Nuit et mer, leurs profondeurs ; aussi les étoiles, et les phosphorescences sous-marines. Attente, songes, ombres inquiétantes, mystère ésotérique de la Bête, d’un demi-dieu « inavouable » de l’Antiquité en sommeil. Énigmatique coexistence des fois chrétienne et païenne.
Dans le prolongement des précédentes œuvres de Bosco :
« Office singulier qui me rappelait cette bizarre liturgie familiale célébrée jadis par les Balesta, mes parents, pour apaiser l’Anonyme Puissance qui exerçait pour eux et malgré eux une aveugle et cruelle justice contre les moindres ennemis de leur Maison, même s’ils avaient été pardonnés. On l’appelait le « don ». »
Un fantôme/ créature sort de la mer pour lui parler.
« "Gardez le silence !…" Sur quoi ?…
Je n’ai pas obéi.
Les vivants parlent. Je suis sorti vivant de ce drame, et je parle. »
Mais il ne garde aucun souvenir de sa descente aux abîmes, dans ses songes et les sortilèges, et c’est Manoulakis qui racontera son retour.
« Car, sous le mouvement des illusions qui s’élèvent des songes, ces songes que vous aviez faits, vos paroles nous envoûtaient, comme vous aviez été envoûté vous-même par ces dieux qui voulaient remonter sur la terre parce qu’ils étaient encore à demi vivants, mais qui peut-être, depuis lors ont fini par mourir au fond des mers. Et vous seul pouviez les sauver. Ils vous l’ont dit. »
Puis son descendant, Jérôme, part à Paros enquêter sur la noyade de son aïeul, et témoigne.
« Mettez-vous bien dans l’esprit cependant, qu’on ne trouve la sûreté, qu’on n’arrive au salut qu’au-dessus des abîmes. Notre vie, la vraie vie de l’homme — se vit en tragédie. Nous n’y sommes pour rien, nous avons une âme. Il suffit de savoir prier. »

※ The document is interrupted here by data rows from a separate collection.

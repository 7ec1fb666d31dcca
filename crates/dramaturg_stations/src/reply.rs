//! Lenient readers for model JSON.
//!
//! Models wrap lists in objects, rename keys and quote numbers. These helpers
//! accept all of that and return empty values instead of failing.

use dramaturg_core::Language;
use dramaturg_models::Payload;
use serde_json::Value;

/// The array itself, or the first array found under one of `keys`.
pub(crate) fn array<'a>(value: &'a Value, keys: &[&str]) -> Option<&'a Vec<Value>> {
    match value {
        Value::Array(items) => Some(items),
        Value::Object(map) => keys
            .iter()
            .find_map(|key| map.get(*key).and_then(Value::as_array))
            .or_else(|| map.values().find_map(Value::as_array)),
        _ => None,
    }
}

/// Text of a list item: a string, or the `name`/`title`/`text` of an object.
pub(crate) fn item_text(item: &Value) -> Option<String> {
    let text = match item {
        Value::String(s) => s.clone(),
        Value::Number(n) => n.to_string(),
        Value::Object(_) => str_field(item, &["name", "title", "text", "value", "statement"])?,
        _ => return None,
    };
    let text = text.trim();
    (!text.is_empty()).then(|| text.to_string())
}

/// Strings from a structured list, or bullet lines from prose.
pub(crate) fn string_list(payload: &Payload<Value>, keys: &[&str]) -> Vec<String> {
    match payload {
        Payload::Structured(value) => array(value, keys)
            .map(|items| items.iter().filter_map(item_text).collect())
            .or_else(|| value.as_str().map(|s| vec![s.trim().to_string()]))
            .unwrap_or_default(),
        Payload::Unstructured(raw) => prose_lines(raw),
    }
}

/// Non-empty lines of prose with list markers removed.
pub(crate) fn prose_lines(raw: &str) -> Vec<String> {
    raw.lines()
        .map(|line| {
            line.trim()
                .trim_start_matches(|c: char| {
                    c.is_ascii_digit() || matches!(c, '-' | '*' | '+' | '.' | ')' | '•')
                })
                .trim()
                .trim_matches('*')
                .trim()
                .to_string()
        })
        .filter(|line| !line.is_empty() && !line.ends_with(':'))
        .collect()
}

/// First non-empty string under one of `keys`.
pub(crate) fn str_field(value: &Value, keys: &[&str]) -> Option<String> {
    keys.iter().find_map(|key| match value.get(*key) {
        Some(Value::String(s)) if !s.trim().is_empty() => Some(s.trim().to_string()),
        Some(Value::Number(n)) => Some(n.to_string()),
        _ => None,
    })
}

/// First integer under one of `keys`, accepting numeric strings and floats.
pub(crate) fn int_field(value: &Value, keys: &[&str]) -> Option<i64> {
    keys.iter().find_map(|key| match value.get(*key) {
        Some(Value::Number(n)) => n.as_i64().or_else(|| n.as_f64().map(|f| f.round() as i64)),
        Some(Value::String(s)) => s
            .trim()
            .parse::<f64>()
            .ok()
            .map(|f| f.round() as i64),
        _ => None,
    })
}

/// First number under one of `keys`, accepting numeric strings.
pub(crate) fn float_field(value: &Value, keys: &[&str]) -> Option<f64> {
    keys.iter().find_map(|key| match value.get(*key) {
        Some(Value::Number(n)) => n.as_f64(),
        Some(Value::String(s)) => s.trim().parse::<f64>().ok(),
        _ => None,
    })
}

/// Strings under one of `keys`; a single string becomes a one-item list.
pub(crate) fn list_field(value: &Value, keys: &[&str]) -> Vec<String> {
    keys.iter()
        .find_map(|key| match value.get(*key) {
            Some(Value::Array(items)) => Some(items.iter().filter_map(item_text).collect()),
            Some(Value::String(s)) if !s.trim().is_empty() => Some(vec![s.trim().to_string()]),
            _ => None,
        })
        .unwrap_or_default()
}

/// Scalar text, or the language placeholder when empty.
pub(crate) fn or_undetermined(text: Option<String>, language: Language) -> String {
    text.filter(|t| !t.trim().is_empty())
        .unwrap_or_else(|| language.undetermined().to_string())
}

/// List, or a single `N/A` entry when empty.
pub(crate) fn or_not_available(list: Vec<String>, language: Language) -> Vec<String> {
    if list.is_empty() {
        vec![language.not_available().to_string()]
    } else {
        list
    }
}

/// Whether a scalar or list field holds a placeholder.
pub(crate) fn is_placeholder(text: &str, language: Language) -> bool {
    text == language.undetermined() || text == language.not_available()
}

/// Whether a list is a lone placeholder.
pub(crate) fn is_placeholder_list(list: &[String], language: Language) -> bool {
    matches!(list, [only] if is_placeholder(only, language))
}

#[cfg(test)]
mod tests {
    use super::*;
    use serde_json::json;

    #[test]
    fn finds_lists_under_any_key() {
        let wrapped = json!({"genres": ["drama", {"name": "thriller"}, "  "]});
        let payload = Payload::Structured(wrapped);
        assert_eq!(string_list(&payload, &["genres"]), vec!["drama", "thriller"]);

        let renamed = Payload::Structured(json!({"items": ["a"]}));
        assert_eq!(string_list(&renamed, &["genres"]), vec!["a"]);
    }

    #[test]
    fn prose_becomes_bullets() {
        let payload = Payload::Unstructured("Characters:\n1. Layla\n- **Omar**\n\n* Salma".into());
        assert_eq!(string_list(&payload, &[]), vec!["Layla", "Omar", "Salma"]);
    }

    #[test]
    fn numeric_fields_are_lenient() {
        let item = json!({"strength": "7", "weight": 0.4, "score": 6.6});
        assert_eq!(int_field(&item, &["strength"]), Some(7));
        assert_eq!(int_field(&item, &["score"]), Some(7));
        assert_eq!(float_field(&item, &["weight"]), Some(0.4));
        assert_eq!(int_field(&item, &["missing"]), None);
    }

    #[test]
    fn placeholders_fill_gaps() {
        assert_eq!(or_undetermined(Some(" ".into()), Language::En), "not determined");
        assert_eq!(or_not_available(vec![], Language::Ar), vec!["N/A"]);
        assert!(is_placeholder_list(&["N/A".to_string()], Language::Ar));
        assert!(!is_placeholder_list(&["x".to_string()], Language::Ar));
    }
}
//! Station 1: characters, relationship summary and narrative style.

use crate::reply::{
    is_placeholder, is_placeholder_list, or_not_available, or_undetermined, str_field,
    string_list, list_field,
};
use crate::report::{StationReport, list_block};
use crate::{DiagnosticSnapshot, Station, StationContext, tasks};
use async_trait::async_trait;
use dramaturg_core::{StageStatus, word_count};
use dramaturg_error::StageError;
use futures::future::join_all;
use serde::{Deserialize, Serialize};
use serde_json::{Value, json};
use tracing::{debug, info, instrument, warn};

/// Most characters analysed in depth.
const MAX_CHARACTERS: usize = 7;
/// Fewer characters than this is unusual but accepted.
const MIN_CHARACTERS: usize = 3;

/// The dramatic text and its project name.
#[derive(Debug, Clone, PartialEq)]
pub struct TextInput {
    /// Full source text
    pub text: String,
    /// Project name
    pub project_name: String,
}

impl DiagnosticSnapshot for TextInput {
    fn diagnostic_snapshot(&self) -> Value {
        json!({
            "project": self.project_name,
            "chars": self.text.chars().count(),
            "words": word_count(&self.text),
        })
    }
}

/// Deep dive on one character.
#[derive(Debug, Clone, Default, PartialEq, Serialize, Deserialize)]
#[serde(rename_all = "camelCase")]
pub struct CharacterAnalysis {
    /// Character name
    pub name: String,
    /// Defining traits
    pub personality_traits: Vec<String>,
    /// What drives the character
    pub motivations: Vec<String>,
    /// How the character changes
    pub narrative_arc: String,
}

/// Tone, pacing and language of the text.
#[derive(Debug, Clone, Default, PartialEq, Serialize, Deserialize)]
#[serde(rename_all = "camelCase")]
pub struct NarrativeStyle {
    /// Dominant tone
    pub overall_tone: String,
    /// Rhythm of events
    pub pacing: String,
    /// Register and diction
    pub language_style: String,
}

/// Station 1 output.
#[derive(Debug, Clone, Default, PartialEq, Serialize, Deserialize)]
#[serde(rename_all = "camelCase")]
pub struct Station1Output {
    /// Major character names, at most seven
    pub major_characters: Vec<String>,
    /// One analysis per major character, same order
    pub character_analyses: Vec<CharacterAnalysis>,
    /// Prose summary of the relationships
    pub relationship_summary: String,
    /// Tone, pacing and language
    pub narrative_style: NarrativeStyle,
}

impl Station1Output {
    /// Analysis of a character by name, compared case-insensitively.
    pub fn analysis_for(&self, name: &str) -> Option<&CharacterAnalysis> {
        let wanted = name.trim().to_lowercase();
        self.character_analyses
            .iter()
            .find(|a| a.name.trim().to_lowercase() == wanted)
    }
}

impl StationReport for Station1Output {
    fn title(&self) -> &'static str {
        "Station 1: Text Analysis"
    }

    fn render_text(&self) -> String {
        let mut text = list_block("Major characters", &self.major_characters);
        for analysis in &self.character_analyses {
            text.push_str(&format!("\n{}\n", analysis.name));
            text.push_str(&list_block("  Traits", &analysis.personality_traits));
            text.push_str(&list_block("  Motivations", &analysis.motivations));
            text.push_str(&format!("  Arc: {}\n", analysis.narrative_arc));
        }
        text.push_str(&format!("\nRelationships:\n{}\n", self.relationship_summary));
        text.push_str(&format!(
            "\nTone: {}\nPacing: {}\nLanguage: {}\n",
            self.narrative_style.overall_tone,
            self.narrative_style.pacing,
            self.narrative_style.language_style
        ));
        text
    }
}

/// Deduplicate names, drop empties and placeholders, keep the first seven.
fn clean_names(names: Vec<String>) -> Vec<String> {
    let mut kept: Vec<String> = Vec::new();
    for name in names {
        let name = name.trim().trim_matches('"').trim().to_string();
        if name.is_empty() || name.eq_ignore_ascii_case("n/a") {
            continue;
        }
        let lower = name.to_lowercase();
        if kept.iter().any(|k| k.to_lowercase() == lower) {
            continue;
        }
        kept.push(name);
        if kept.len() == MAX_CHARACTERS {
            break;
        }
    }
    kept
}

/// Station 1: reads the text and identifies its major characters.
#[derive(Debug, Clone)]
pub struct TextAnalysisStation {
    ctx: StationContext,
}

impl TextAnalysisStation {
    /// Station over a shared context.
    pub fn new(ctx: StationContext) -> Self {
        Self { ctx }
    }

    async fn identify_characters(&self, text: &str) -> Result<Vec<String>, StageError> {
        let request = self
            .ctx
            .prompt(tasks::IDENTIFY_CHARACTERS)
            .instruction(format!(
                "List the major characters of this dramatic text, most important first, at most {}.",
                MAX_CHARACTERS
            ))
            .json(r#"{"characters": ["name"]}"#)
            .source(text)
            .build();
        let payload = self
            .ctx
            .client()
            .generate_json::<Value>(&request)
            .await?
            .into_content();

        let names = clean_names(string_list(&payload, &["characters", "major_characters", "names"]));
        if names.is_empty() {
            return Err(StageError::processing("no characters identified"));
        }
        if names.len() < MIN_CHARACTERS {
            warn!(count = names.len(), "Fewer major characters than expected");
        }
        Ok(names)
    }

    async fn analyze_character(&self, text: &str, name: &str) -> CharacterAnalysis {
        let language = self.ctx.language();
        let request = self
            .ctx
            .prompt(tasks::CHARACTER_ANALYSIS)
            .instruction(format!(
                "Analyse the character \"{}\": personality traits, motivations and narrative arc.",
                name
            ))
            .json(r#"{"personality_traits": ["trait"], "motivations": ["motivation"], "narrative_arc": "text"}"#)
            .source(text)
            .build();

        let value = match self.ctx.client().generate_json::<Value>(&request).await {
            Ok(response) => response.into_content().into_structured(),
            Err(err) => {
                warn!(character = name, error = %err, "Character analysis failed");
                None
            }
        }
        .unwrap_or(Value::Null);

        CharacterAnalysis {
            name: name.to_string(),
            personality_traits: or_not_available(
                list_field(&value, &["personality_traits", "personalityTraits", "traits"]),
                language,
            ),
            motivations: or_not_available(list_field(&value, &["motivations", "motives"]), language),
            narrative_arc: or_undetermined(
                str_field(&value, &["narrative_arc", "narrativeArc", "arc"]),
                language,
            ),
        }
    }

    async fn relationship_summary(&self, text: &str, names: &[String]) -> String {
        let request = self
            .ctx
            .prompt(tasks::RELATIONSHIP_SUMMARY)
            .instruction("Summarise, in one or two paragraphs, how the major characters relate to each other.")
            .section("Major characters", names.join("\n"))
            .source(text)
            .build();
        let summary = match self.ctx.client().generate_text(&request).await {
            Ok(response) => Some(response.into_content()),
            Err(err) => {
                warn!(error = %err, "Relationship summary failed");
                None
            }
        };
        or_undetermined(summary.map(|s| s.trim().to_string()), self.ctx.language())
    }

    async fn narrative_style(&self, text: &str) -> NarrativeStyle {
        let language = self.ctx.language();
        let request = self
            .ctx
            .prompt(tasks::NARRATIVE_STYLE)
            .instruction("Describe the narrative style: overall tone, pacing and language style.")
            .json(r#"{"overall_tone": "text", "pacing": "text", "language_style": "text"}"#)
            .source(text)
            .build();
        let value = match self.ctx.client().generate_json::<Value>(&request).await {
            Ok(response) => response.into_content().into_structured(),
            Err(err) => {
                warn!(error = %err, "Narrative style analysis failed");
                None
            }
        }
        .unwrap_or(Value::Null);

        NarrativeStyle {
            overall_tone: or_undetermined(str_field(&value, &["overall_tone", "overallTone", "tone"]), language),
            pacing: or_undetermined(str_field(&value, &["pacing"]), language),
            language_style: or_undetermined(
                str_field(&value, &["language_style", "languageStyle", "language"]),
                language,
            ),
        }
    }
}

#[async_trait]
impl Station for TextAnalysisStation {
    type Input = TextInput;
    type Output = Station1Output;
    const NUMBER: u8 = 1;

    fn name(&self) -> &'static str {
        "Text Analysis"
    }

    #[instrument(skip_all, fields(project = %input.project_name))]
    async fn process(&self, input: &TextInput) -> Result<Station1Output, StageError> {
        let text = input.text.as_str();
        let major_characters = self.identify_characters(text).await?;
        info!(characters = major_characters.len(), "Major characters identified");

        let character_analyses = join_all(
            major_characters
                .iter()
                .map(|name| self.analyze_character(text, name)),
        )
        .await;

        let (relationship_summary, narrative_style) = tokio::join!(
            self.relationship_summary(text, &major_characters),
            self.narrative_style(text)
        );
        debug!("Relationship summary and narrative style complete");

        Ok(Station1Output {
            major_characters,
            character_analyses,
            relationship_summary,
            narrative_style,
        })
    }

    fn fallback(&self) -> Station1Output {
        let undetermined = self.ctx.undetermined();
        Station1Output {
            major_characters: Vec::new(),
            character_analyses: Vec::new(),
            relationship_summary: undetermined.clone(),
            narrative_style: NarrativeStyle {
                overall_tone: undetermined.clone(),
                pacing: undetermined.clone(),
                language_style: undetermined,
            },
        }
    }

    fn assess(&self, output: &Station1Output) -> StageStatus {
        let language = self.ctx.language();
        let style = &output.narrative_style;
        let degraded = is_placeholder(&output.relationship_summary, language)
            || [&style.overall_tone, &style.pacing, &style.language_style]
                .iter()
                .any(|field| is_placeholder(field, language))
            || output.character_analyses.iter().any(|a| {
                is_placeholder(&a.narrative_arc, language)
                    || is_placeholder_list(&a.personality_traits, language)
                    || is_placeholder_list(&a.motivations, language)
            });
        if degraded {
            StageStatus::Partial
        } else {
            StageStatus::Success
        }
    }
}

#[cfg(test)]
mod tests {
    use super::*;

    #[test]
    fn names_are_deduplicated_and_clamped() {
        let names = vec![
            " Layla ".to_string(),
            "layla".into(),
            "".into(),
            "N/A".into(),
            "Omar".into(),
            "A".into(),
            "B".into(),
            "C".into(),
            "D".into(),
            "E".into(),
            "F".into(),
        ];
        let cleaned = clean_names(names);
        assert_eq!(cleaned.len(), MAX_CHARACTERS);
        assert_eq!(cleaned[0], "Layla");
        assert_eq!(cleaned[1], "Omar");
    }

    #[test]
    fn analysis_lookup_ignores_case() {
        let output = Station1Output {
            character_analyses: vec![CharacterAnalysis {
                name: "Layla".into(),
                ..Default::default()
            }],
            ..Default::default()
        };
        assert!(output.analysis_for("LAYLA").is_some());
        assert!(output.analysis_for("Omar").is_none());
    }
}
//! Per-model call spacing.

use crate::ThrottleConfig;
use async_trait::async_trait;
use governor::clock::DefaultClock;
use governor::state::{InMemoryState, NotKeyed};
use governor::{Quota, RateLimiter as GovernorRateLimiter};
use std::collections::HashMap;
use std::sync::{Arc, Mutex};
use std::time::Duration;
use tracing::{debug, trace};

type DirectRateLimiter = GovernorRateLimiter<NotKeyed, InMemoryState, DefaultClock>;

/// Waits until a call to a model may be initiated.
///
/// Implementations enforce a minimum gap between successive initiations
/// against the same model id. The slot is claimed before `throttle`
/// returns, so the gap bounds request starts, not completions.
#[async_trait]
pub trait Throttle: Send + Sync {
    /// Block until a call to `model_id` may start.
    async fn throttle(&self, model_id: &str);

    /// Configured gap for `model_id`.
    fn delay_for(&self, model_id: &str) -> Duration;
}

/// One GCRA limiter per model id, each with burst 1 and a period equal to the
/// model's tier delay.
///
/// Concurrent callers on the same id serialise through the limiter; distinct
/// ids never wait on each other. Cheap to clone.
///
/// # Example
///
/// ```
/// use dramaturg_rate_limit::{ModelThrottle, Throttle, ThrottleConfig};
/// use std::time::Duration;
///
/// let throttle = ModelThrottle::new(ThrottleConfig::default());
/// assert_eq!(throttle.delay_for("gemini-2.5-pro"), Duration::from_secs(15));
/// assert_eq!(throttle.delay_for("unlisted-model"), Duration::from_secs(10));
/// ```
#[derive(Debug, Clone)]
pub struct ModelThrottle {
    config: ThrottleConfig,
    limiters: Arc<Mutex<HashMap<String, Arc<DirectRateLimiter>>>>,
}

impl ModelThrottle {
    /// Create a throttle from tier settings.
    pub fn new(config: ThrottleConfig) -> Self {
        Self {
            config,
            limiters: Arc::new(Mutex::new(HashMap::new())),
        }
    }

    /// Tier settings in use.
    pub fn config(&self) -> &ThrottleConfig {
        &self.config
    }

    /// Get or create the limiter for a model id.
    ///
    /// Returns `None` when the configured delay is zero.
    fn limiter_for(&self, model_id: &str) -> Option<Arc<DirectRateLimiter>> {
        let quota = Quota::with_period(self.delay_for(model_id))?;

        let mut limiters = self
            .limiters
            .lock()
            .unwrap_or_else(|poisoned| poisoned.into_inner());

        let limiter = limiters
            .entry(model_id.to_string())
            .or_insert_with(|| {
                debug!(model = model_id, period = ?quota.replenish_interval(), "Creating model limiter");
                Arc::new(GovernorRateLimiter::direct(quota))
            })
            .clone();

        Some(limiter)
    }
}

#[async_trait]
impl Throttle for ModelThrottle {
    async fn throttle(&self, model_id: &str) {
        let Some(limiter) = self.limiter_for(model_id) else {
            return;
        };

        let started = std::time::Instant::now();
        limiter.until_ready().await;
        trace!(
            model = model_id,
            waited_ms = started.elapsed().as_millis() as u64,
            "Throttle released"
        );
    }

    fn delay_for(&self, model_id: &str) -> Duration {
        self.config.delay_for(model_id)
    }
}

/// Throttle that never waits.
#[derive(Debug, Clone, Copy, Default)]
pub struct NoopThrottle;

#[async_trait]
impl Throttle for NoopThrottle {
    async fn throttle(&self, _model_id: &str) {}

    fn delay_for(&self, _model_id: &str) -> Duration {
        Duration::ZERO
    }
}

Étrange famille Kariatidès, notamment « le petit Dïakos et l’étrange Eudoxie », de même la branche Mavromichalis sur Naxos : personnages de tragédie grecque !
Ressouvenir du même thème traité par Jean Ray dans Malpertuis, par Lovecraft dans une large partie de son œuvre, et incidemment évoqué par Giono.
Aussi appris ce que sont les claparèdes : de l'occitan clapareda, plaine caillouteuse, dérivé de clap/clapa (masculin et féminin) désignant l'éclat de roche, le caillou, le bloc rocheux. Il s'agit de terrains pierreux, difficiles à travailler, très souvent arides (Wikipédia).